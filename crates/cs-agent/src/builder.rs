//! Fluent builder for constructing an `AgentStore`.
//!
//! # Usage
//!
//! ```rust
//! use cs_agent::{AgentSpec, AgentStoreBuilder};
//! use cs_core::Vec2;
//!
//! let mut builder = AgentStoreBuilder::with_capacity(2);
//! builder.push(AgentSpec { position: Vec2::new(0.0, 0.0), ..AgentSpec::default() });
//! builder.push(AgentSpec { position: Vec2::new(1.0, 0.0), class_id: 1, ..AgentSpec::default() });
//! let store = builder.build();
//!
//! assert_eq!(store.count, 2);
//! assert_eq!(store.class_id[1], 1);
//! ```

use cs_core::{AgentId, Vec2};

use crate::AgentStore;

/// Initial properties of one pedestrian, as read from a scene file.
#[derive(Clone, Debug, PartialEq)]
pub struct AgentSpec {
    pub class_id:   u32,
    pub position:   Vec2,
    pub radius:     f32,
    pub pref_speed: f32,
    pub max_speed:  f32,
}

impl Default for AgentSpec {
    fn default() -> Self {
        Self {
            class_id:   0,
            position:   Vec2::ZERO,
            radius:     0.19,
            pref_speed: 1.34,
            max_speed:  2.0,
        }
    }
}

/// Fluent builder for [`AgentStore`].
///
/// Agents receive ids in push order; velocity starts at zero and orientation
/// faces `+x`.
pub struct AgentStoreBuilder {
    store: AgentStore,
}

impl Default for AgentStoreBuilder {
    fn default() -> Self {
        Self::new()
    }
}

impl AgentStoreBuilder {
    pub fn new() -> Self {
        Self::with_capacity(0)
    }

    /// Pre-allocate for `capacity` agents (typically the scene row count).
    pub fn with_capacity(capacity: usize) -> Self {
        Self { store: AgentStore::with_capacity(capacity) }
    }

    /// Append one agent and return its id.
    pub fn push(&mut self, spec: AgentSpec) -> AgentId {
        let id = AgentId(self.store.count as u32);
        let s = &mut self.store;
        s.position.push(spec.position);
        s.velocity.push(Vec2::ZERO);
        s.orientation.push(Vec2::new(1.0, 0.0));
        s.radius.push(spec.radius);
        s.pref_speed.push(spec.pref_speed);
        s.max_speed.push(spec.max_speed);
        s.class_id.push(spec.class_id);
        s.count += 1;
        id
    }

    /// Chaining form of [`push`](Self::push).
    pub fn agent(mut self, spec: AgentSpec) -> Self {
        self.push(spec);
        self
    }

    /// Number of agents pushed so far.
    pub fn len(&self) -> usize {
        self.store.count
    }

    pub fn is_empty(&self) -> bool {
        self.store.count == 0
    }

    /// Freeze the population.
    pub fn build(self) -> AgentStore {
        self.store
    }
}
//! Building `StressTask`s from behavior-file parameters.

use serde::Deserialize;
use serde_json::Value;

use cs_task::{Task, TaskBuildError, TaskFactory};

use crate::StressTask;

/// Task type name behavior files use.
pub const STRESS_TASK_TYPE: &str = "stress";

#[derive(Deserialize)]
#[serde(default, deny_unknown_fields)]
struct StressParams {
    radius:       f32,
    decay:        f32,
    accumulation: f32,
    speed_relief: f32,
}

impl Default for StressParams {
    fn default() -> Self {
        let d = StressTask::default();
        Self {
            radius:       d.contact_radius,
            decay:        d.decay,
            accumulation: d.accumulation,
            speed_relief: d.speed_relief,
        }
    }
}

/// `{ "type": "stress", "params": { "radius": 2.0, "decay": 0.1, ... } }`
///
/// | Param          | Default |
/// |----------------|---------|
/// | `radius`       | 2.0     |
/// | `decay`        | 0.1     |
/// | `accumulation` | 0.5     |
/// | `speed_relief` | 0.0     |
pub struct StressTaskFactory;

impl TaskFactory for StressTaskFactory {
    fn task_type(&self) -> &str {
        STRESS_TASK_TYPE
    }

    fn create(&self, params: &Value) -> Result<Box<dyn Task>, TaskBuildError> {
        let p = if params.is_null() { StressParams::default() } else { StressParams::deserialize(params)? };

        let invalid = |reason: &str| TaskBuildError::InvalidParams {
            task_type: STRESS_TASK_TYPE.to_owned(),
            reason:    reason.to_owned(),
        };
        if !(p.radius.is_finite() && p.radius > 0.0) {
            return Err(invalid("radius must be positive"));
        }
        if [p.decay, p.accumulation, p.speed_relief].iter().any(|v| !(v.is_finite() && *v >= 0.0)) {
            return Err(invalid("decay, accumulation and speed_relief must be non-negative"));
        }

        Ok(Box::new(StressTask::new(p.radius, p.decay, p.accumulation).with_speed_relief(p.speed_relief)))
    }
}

━━━━━━━━━━

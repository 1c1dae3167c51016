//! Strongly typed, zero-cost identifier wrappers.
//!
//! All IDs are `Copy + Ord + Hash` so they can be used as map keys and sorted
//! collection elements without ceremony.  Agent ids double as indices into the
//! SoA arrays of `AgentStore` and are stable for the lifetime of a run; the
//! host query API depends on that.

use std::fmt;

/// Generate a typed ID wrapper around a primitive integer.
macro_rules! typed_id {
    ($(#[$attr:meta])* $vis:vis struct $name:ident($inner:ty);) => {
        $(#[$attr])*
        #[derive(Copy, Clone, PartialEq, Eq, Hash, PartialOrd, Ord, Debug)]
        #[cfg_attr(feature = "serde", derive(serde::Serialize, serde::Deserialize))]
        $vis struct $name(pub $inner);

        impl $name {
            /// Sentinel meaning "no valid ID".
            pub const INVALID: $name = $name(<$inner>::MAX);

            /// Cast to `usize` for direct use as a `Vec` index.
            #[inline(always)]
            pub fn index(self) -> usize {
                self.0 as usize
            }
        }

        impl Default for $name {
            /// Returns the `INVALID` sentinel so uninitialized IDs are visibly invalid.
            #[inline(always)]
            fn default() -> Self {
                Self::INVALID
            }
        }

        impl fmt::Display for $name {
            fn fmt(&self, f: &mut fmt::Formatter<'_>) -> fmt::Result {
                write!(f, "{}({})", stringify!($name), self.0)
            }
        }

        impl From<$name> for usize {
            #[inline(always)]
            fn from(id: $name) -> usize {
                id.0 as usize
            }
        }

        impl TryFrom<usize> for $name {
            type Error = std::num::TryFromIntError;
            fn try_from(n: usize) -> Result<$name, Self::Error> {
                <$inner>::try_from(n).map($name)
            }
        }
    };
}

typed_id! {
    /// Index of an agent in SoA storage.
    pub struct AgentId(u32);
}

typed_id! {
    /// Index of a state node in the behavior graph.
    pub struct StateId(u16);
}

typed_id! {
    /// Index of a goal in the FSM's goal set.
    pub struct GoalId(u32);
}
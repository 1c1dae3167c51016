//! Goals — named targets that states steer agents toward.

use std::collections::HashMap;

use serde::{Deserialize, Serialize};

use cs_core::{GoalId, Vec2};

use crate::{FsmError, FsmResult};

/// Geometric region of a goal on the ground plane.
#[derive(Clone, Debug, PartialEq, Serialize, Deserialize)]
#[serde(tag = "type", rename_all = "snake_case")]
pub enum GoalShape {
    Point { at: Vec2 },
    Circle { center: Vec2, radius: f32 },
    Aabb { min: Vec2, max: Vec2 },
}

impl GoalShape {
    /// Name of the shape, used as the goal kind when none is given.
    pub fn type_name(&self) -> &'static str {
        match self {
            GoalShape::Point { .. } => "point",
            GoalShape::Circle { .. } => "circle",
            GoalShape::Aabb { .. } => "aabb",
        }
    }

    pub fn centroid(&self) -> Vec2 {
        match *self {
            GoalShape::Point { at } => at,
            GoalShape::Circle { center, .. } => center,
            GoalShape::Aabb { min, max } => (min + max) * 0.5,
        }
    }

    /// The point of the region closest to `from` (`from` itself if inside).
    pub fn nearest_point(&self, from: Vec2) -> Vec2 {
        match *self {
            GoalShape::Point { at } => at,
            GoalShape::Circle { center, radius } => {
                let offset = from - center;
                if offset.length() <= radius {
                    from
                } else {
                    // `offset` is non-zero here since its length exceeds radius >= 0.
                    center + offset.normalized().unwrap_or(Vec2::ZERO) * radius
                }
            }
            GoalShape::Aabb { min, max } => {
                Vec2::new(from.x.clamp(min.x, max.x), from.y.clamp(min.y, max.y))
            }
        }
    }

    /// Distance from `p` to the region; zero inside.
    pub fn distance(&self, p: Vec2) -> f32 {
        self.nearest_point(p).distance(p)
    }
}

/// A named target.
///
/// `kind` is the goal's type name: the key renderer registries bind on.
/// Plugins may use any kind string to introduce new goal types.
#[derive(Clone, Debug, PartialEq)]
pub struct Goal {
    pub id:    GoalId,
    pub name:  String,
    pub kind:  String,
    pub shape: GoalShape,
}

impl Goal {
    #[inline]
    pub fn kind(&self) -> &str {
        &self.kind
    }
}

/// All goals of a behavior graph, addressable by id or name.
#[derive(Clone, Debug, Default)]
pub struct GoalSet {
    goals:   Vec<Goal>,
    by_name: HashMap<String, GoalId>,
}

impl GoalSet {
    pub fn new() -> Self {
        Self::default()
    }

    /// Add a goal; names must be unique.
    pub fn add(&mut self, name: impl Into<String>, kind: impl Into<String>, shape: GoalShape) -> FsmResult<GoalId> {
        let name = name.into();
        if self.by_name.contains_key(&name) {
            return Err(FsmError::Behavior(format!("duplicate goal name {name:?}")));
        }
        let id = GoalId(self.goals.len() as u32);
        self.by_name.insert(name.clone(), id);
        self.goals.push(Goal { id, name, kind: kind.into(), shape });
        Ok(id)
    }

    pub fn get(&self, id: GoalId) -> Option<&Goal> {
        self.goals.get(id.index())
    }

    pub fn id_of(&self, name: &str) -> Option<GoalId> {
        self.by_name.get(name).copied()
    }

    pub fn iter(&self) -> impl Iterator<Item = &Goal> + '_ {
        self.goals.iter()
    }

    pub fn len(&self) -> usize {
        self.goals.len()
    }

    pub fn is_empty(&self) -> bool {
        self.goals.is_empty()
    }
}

━━━━━━━━━━

• [TASK GOAL]: From the data above, copy each line that holds "scene".

• [SOLUTION TO THIS PROBLEM]:
/// Initial properties of one pedestrian, as read from a scene file.
    /// Pre-allocate for `capacity` agents (typically the scene row count).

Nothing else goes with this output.